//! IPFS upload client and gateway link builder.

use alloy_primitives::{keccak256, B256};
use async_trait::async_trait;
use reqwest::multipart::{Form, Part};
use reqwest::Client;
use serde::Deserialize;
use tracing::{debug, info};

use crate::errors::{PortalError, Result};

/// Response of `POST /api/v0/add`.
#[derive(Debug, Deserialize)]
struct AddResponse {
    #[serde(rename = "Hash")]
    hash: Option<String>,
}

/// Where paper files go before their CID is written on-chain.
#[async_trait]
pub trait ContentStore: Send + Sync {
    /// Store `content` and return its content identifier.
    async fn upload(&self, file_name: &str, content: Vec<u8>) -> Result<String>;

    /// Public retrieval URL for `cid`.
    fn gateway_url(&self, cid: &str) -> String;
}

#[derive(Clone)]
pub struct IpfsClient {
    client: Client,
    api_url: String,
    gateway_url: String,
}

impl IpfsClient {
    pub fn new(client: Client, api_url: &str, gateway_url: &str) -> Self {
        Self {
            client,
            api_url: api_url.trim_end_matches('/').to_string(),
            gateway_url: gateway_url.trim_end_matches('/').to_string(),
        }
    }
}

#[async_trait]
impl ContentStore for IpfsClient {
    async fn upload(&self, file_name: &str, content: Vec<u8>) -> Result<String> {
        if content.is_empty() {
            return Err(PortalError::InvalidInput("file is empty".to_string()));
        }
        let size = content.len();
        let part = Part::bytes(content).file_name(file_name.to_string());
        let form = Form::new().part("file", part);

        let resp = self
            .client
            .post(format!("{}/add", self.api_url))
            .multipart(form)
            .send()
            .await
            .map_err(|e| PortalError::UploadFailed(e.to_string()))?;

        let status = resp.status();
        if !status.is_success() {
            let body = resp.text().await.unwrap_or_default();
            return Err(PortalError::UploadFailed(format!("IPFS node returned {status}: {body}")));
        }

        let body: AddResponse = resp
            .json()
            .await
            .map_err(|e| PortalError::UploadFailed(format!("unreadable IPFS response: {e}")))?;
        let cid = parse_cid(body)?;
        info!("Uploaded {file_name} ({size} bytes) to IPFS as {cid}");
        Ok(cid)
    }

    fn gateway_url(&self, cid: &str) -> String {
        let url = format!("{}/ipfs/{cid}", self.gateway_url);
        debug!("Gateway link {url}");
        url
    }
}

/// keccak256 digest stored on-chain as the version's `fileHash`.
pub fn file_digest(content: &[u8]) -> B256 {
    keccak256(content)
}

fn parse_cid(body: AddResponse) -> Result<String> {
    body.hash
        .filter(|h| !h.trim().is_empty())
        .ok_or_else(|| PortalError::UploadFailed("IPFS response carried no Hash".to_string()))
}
--*--
WHAT YOU NEED TO DO: Find "pub fn file_digest(content: &[u8])" in the entries above, then repeat its line and all lines after it exactly, down to the last line.

RESPONSE FOR THIS EXERCISE:
pub fn file_digest(content: &[u8]) -> B256 {
    keccak256(content)
}

fn parse_cid(body: AddResponse) -> Result<String> {
    body.hash
        .filter(|h| !h.trim().is_empty())
        .ok_or_else(|| PortalError::UploadFailed("IPFS response carried no Hash".to_string()))
}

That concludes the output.